特別な日、長い年月の中でそう言える日はどれだけあるだろうか? 2017年10月29日、日比谷野音で行われたTHA BLUE HERB 結成20周年ワンマンライブ。この日この場所にはサオラーと名付けられたその名前ほど可愛げはなく、時間の経過と共に激しさを増し続ける台風22号が接近していた。その逆境の中で集まった3000人のオーディエンスを前に彼らが伝えたかったことは… 3時間15分ノーカットで収録されたLIVE DVD『20YEARS, PASSION & RAIN』の発売にあたり、MC:ILL-BOSSTINOに話を伺った。


ILL-BOSSTINO [THA BLUE HERB] Interview

—– 日比谷野音での20周年ライブから5か月位が経ちましたがまだ余韻のようなものは残っていますか?

そうだね、このDVDが発売するまではずっと近くにあるかなって思っているけど、発売したらそれで終わりですね。

—– 今回、結成20周年という大きなキーワードもある中で、野音という場所に対しての拘りみたいなものって元々あったんですか?

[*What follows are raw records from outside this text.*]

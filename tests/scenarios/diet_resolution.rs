//! Test: Diet file resolution

use crate::helpers::*;
use mgpipe::core::{DietSpec, FileRole, PipelineError};

/// "MyDiet" resolves to MyDiet.txt
#[test]
fn test_diet_extension_appended() {
    let fixture = Fixture::new();
    fixture.write("MyDiet.txt", "EX_fru(e)\t-5\n");
    let orchestrator = orchestrator(&fixture, MockEngine::new(), FakePoolBackend::new());

    let prepared = orchestrator
        .prepare(fixture.required(), fixture.optional().with_diet("MyDiet"))
        .unwrap();

    match prepared.diet {
        DietSpec::Shared(path) => assert!(path.ends_with("MyDiet.txt")),
        other => panic!("Expected shared diet, got {:?}", other),
    }
}

/// A diet that does not exist fails with MissingFile
#[test]
fn test_missing_diet() {
    let fixture = Fixture::new();
    let orchestrator = orchestrator(&fixture, MockEngine::new(), FakePoolBackend::new());

    let err = orchestrator
        .prepare(fixture.required(), fixture.optional().with_diet("Missing"))
        .unwrap_err();
    assert!(matches!(err, PipelineError::MissingFile { role: FileRole::Diet, .. }));
}

/// Per-individual diets must match the number of samples
#[test]
fn test_per_individual_diet_count() {
    let fixture = Fixture::new();
    fixture.write("ind1.txt", "EX_glc_D(e)\t-10\n");
    fixture.write("ind2.txt", "EX_glc_D(e)\t-8\n");
    let orchestrator = orchestrator(&fixture, MockEngine::new(), FakePoolBackend::new());

    let prepared = orchestrator
        .prepare(
            fixture.required(),
            fixture.optional().with_per_individual_diets(["ind1", "ind2"]),
        )
        .unwrap();
    assert!(prepared.diet.is_personalized());

    let err = orchestrator
        .prepare(
            fixture.required(),
            fixture.optional().with_per_individual_diets(["ind1"]),
        )
        .unwrap_err();
    assert!(matches!(err, PipelineError::Validation { field: "dietFilePath", .. }));
}

/// A named but missing stratification file is an error, not a warning
#[test]
fn test_missing_info_file() {
    let fixture = Fixture::new();
    let orchestrator = orchestrator(&fixture, MockEngine::new(), FakePoolBackend::new());

    let err = orchestrator
        .prepare(fixture.required(), fixture.optional().with_info_file("groups.csv"))
        .unwrap_err();
    assert!(matches!(err, PipelineError::MissingFile { role: FileRole::Info, .. }));

    fixture.write("groups.csv", "ID,Group\nS1,healthy\nS2,disease\n");
    let prepared = orchestrator
        .prepare(fixture.required(), fixture.optional().with_info_file("groups.csv"))
        .unwrap();
    assert!(prepared.stratified);
    assert!(prepared.config.has_stratification());
}
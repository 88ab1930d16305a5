//! Engine client configuration

/// Default name of the modeling engine executable
pub const DEFAULT_ENGINE_PROGRAM: &str = "mgpipe-engine";

/// Configuration for the engine client
#[derive(Debug, Clone, Default)]
pub struct EngineClientConfig {
    /// Path to the engine executable.
    ///
    /// If not provided, defaults to [`DEFAULT_ENGINE_PROGRAM`] (assumes it's on PATH).
    pub program: Option<String>,

    /// Extra arguments passed before the engine reads its request
    pub args: Vec<String>,
}

impl EngineClientConfig {
    pub fn new() -> Self {
        Self::default()
    }

    pub fn with_program(mut self, program: impl Into<String>) -> Self {
        self.program = Some(program.into());
        self
    }

    pub fn with_arg(mut self, arg: impl Into<String>) -> Self {
        self.args.push(arg.into());
        self
    }

    /// Executable to launch
    pub fn program(&self) -> &str {
        self.program.as_deref().unwrap_or(DEFAULT_ENGINE_PROGRAM)
    }
}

いや、正直ライブをやるまではなかったですね。野音自体、1度SIONのライブを昔観に行ったくらいで、他の方々が言うような聖地のような感覚はなかったよね。でもまあ終わった瞬間にここでやったライブっていうのは、THA BLUE HERBを続けていく上で語られていくライブになるだろうなっていうのが分かったので、その瞬間から野音は特別なものになったって感じですね。

—– 元々それほど想い入れもなかった野音という場所を今回の会場にした理由っていうのはどういった部分ですか?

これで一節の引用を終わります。